As músicas que os russos e russas cantavam em manifestações e assembleias também integram a história da revolução que marcou o século XX.
As músicas que os russos e russas cantavam em manifestações e assembleias também integram a história da revolução que marcou o século XX. Por Santiago Mayor | Notas Periodismo Popular – Tradução de Ciro Moreira para a Revista Opera, com revisão de Rebeca Ávila

Desde a revolução de fevereiro de 1917 que derrubou a autocracia e criou o governo provisional, as canções foram um eixo articulador do processo político e social na Rússia. “Cantar era o sinal para uma manifestação”, explicaram os historiadores Orlando Figes e Boris Kolonitskii em seu livro Interpretar a Revolução Russa. A linguagem e os símbolos de 1917.

“O som da multidão atraía outros para as ruas e, portanto, ‘para a revolução’. […] As canções uniam os manifestantes, outorgavam coesão e uma identidade coletiva”, acrescentaram.

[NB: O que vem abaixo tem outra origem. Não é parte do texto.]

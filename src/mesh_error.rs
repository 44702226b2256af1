//! CdMeshError: Unified error type for cdmesh public APIs
//!
//! Recoverable failures of the mesh collaborator, the communication layer and
//! the wire codecs are reported through this type. Topology corruption detected
//! during decomposition is not recoverable and goes through
//! [`cdfem_require!`](crate::cdfem_require) instead.

use crate::topology::point::{EntityId, EntityRank};
use std::fmt::Debug;
use thiserror::Error;

/// Unified error type for cdmesh operations.
#[derive(Debug, Error, Clone, PartialEq, Eq)]
pub enum CdMeshError {
    /// Attempted to construct an EntityId with a zero value (invalid).
    #[error("EntityId must be non-zero (0 is reserved as invalid/sentinel)")]
    InvalidEntityId,
    /// Referenced an entity that is not present on this rank.
    #[error("{rank:?} entity {id} not found")]
    MissingEntity { rank: EntityRank, id: EntityId },
    /// Tried to declare an entity whose key already exists.
    #[error("{rank:?} entity {id} already exists")]
    DuplicateEntity { rank: EntityRank, id: EntityId },
    /// Entity still referenced by higher-rank entities.
    #[error("{rank:?} entity {id} is still connected to other entities")]
    EntityHasRelations { rank: EntityRank, id: EntityId },
    /// Unknown part name.
    #[error("part `{0}` is not registered")]
    UnknownPart(String),
    /// Unknown field name.
    #[error("field `{0}` is not registered")]
    UnknownField(String),
    /// Part or field declared twice with incompatible attributes.
    #[error("`{0}` is already declared with different attributes")]
    IncompatibleDeclaration(String),
    /// Field slice length did not match the registered component count.
    #[error("field `{field}` expects {expected} components, got {found}")]
    FieldLengthMismatch {
        field: String,
        expected: usize,
        found: usize,
    },
    /// Element connectivity does not match its topology.
    #[error("topology {topology} expects {expected} nodes, got {found}")]
    ConnectivityMismatch {
        topology: &'static str,
        expected: usize,
        found: usize,
    },
    /// `modification_begin` called while a modification cycle is open.
    #[error("mesh modification already in progress")]
    ModificationInProgress,
    /// Mutation attempted outside a modification cycle.
    #[error("mesh modification not in progress")]
    ModificationNotInProgress,
    /// Generated entity id would not fit the configured 32-bit policy.
    #[error("entity id {0} exceeds the 32-bit id range")]
    IdOverflow(u64),
    /// Communication with a neighbor failed.
    #[error("communication error with rank {neighbor}: {source}")]
    CommError {
        neighbor: usize,
        #[source]
        source: CommFailure,
    },
    /// A received buffer could not be decoded.
    #[error("malformed message from rank {neighbor}: {reason}")]
    MalformedMessage { neighbor: usize, reason: String },
}

/// Detail payload of [`CdMeshError::CommError`].
#[derive(Debug, Error, Clone, PartialEq, Eq)]
#[error("{0}")]
pub struct CommFailure(pub String);

impl From<String> for CommFailure {
    fn from(msg: String) -> Self {
        CommFailure(msg)
    }
}

impl From<&str> for CommFailure {
    fn from(msg: &str) -> Self {
        CommFailure(msg.to_owned())
    }
}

Até mesmo os relatórios oficiais da polícia davam conta desta particularidade: “O mar interminável de cabeças ruge de maneira cada vez mais ameaçadora e ferve com mais força e insistência. Em um local cantam a ‘Marselhesa’, em outro ‘Varshavianka’ (Varsoviana), em um terceiro ‘Os camaradas se mantêm corajosamente unidos’. Ao chegar os cossacos, faz-se silêncio e depois começam a cantar novamente”.

A mensagem da revolução cantada

Embora seja certo que na Rússia revolucionária se cantava a famosa “Marselhesa”, na verdade não se tratava da versão original francesa que hoje é o hino do país. Em 1917, nas ruas de Petrogrado, se entonava a versão escrita por Piotr Lavrov e publicada pela primeira vez em 1 de julho de 1875.

Ela não só mudava a letra – imprimindo-lhe um sentido socialista –, mas também implicava em leves variações na música. Foi utilizada massivamente durante a Revolução de 1905 e serviu como hino nacional durante o governo provisório que durou de fevereiro a outubro de 1917.

 “Renuncia ao velho mundo / Sacuda suas cinzas de nossos pés / Somos hostis aos ídolos de ouro / Odiamos o palácio real”, começava esta versão em particular.

Entretanto, a “Marselhesa” não era a única música entonada pelos revolucionários e revolucionárias. A “Varshavianka” era também muito popular. Trata-se, na realidade, de uma canção polonesa que remonta à primeira metade do século XIX. O poeta socialista e dirigente sindical polonês Wacław Święcicki fez sua letra em 1883, enquanto estava preso em Varsóvia, e rapidamente foi adotada pelos círculos operários da região.

Em 1897 foi traduzida para o russo, e em 1902 foi incluída na coleção de “Canções da Revolução” publicadas no Iskra, periódico do Partido Operário Social-Democrata Russo. Assim como sua prima de origem francesa, se popularizou massivamente durante as jornadas revolucionárias de 1905 e também em 1917.

Porém, sua expansão a nível mundial se deu durante a revolução mais internacionalista do século XX: a espanhola. Valeriano Orobón Fernández foi quem adaptou a letra ao castelhano em uma partitura de 1933 que foi publicada com o nome de Marcha triunfal!, embora sejamais conhecida pelo seu subtítulo Às barricadas!.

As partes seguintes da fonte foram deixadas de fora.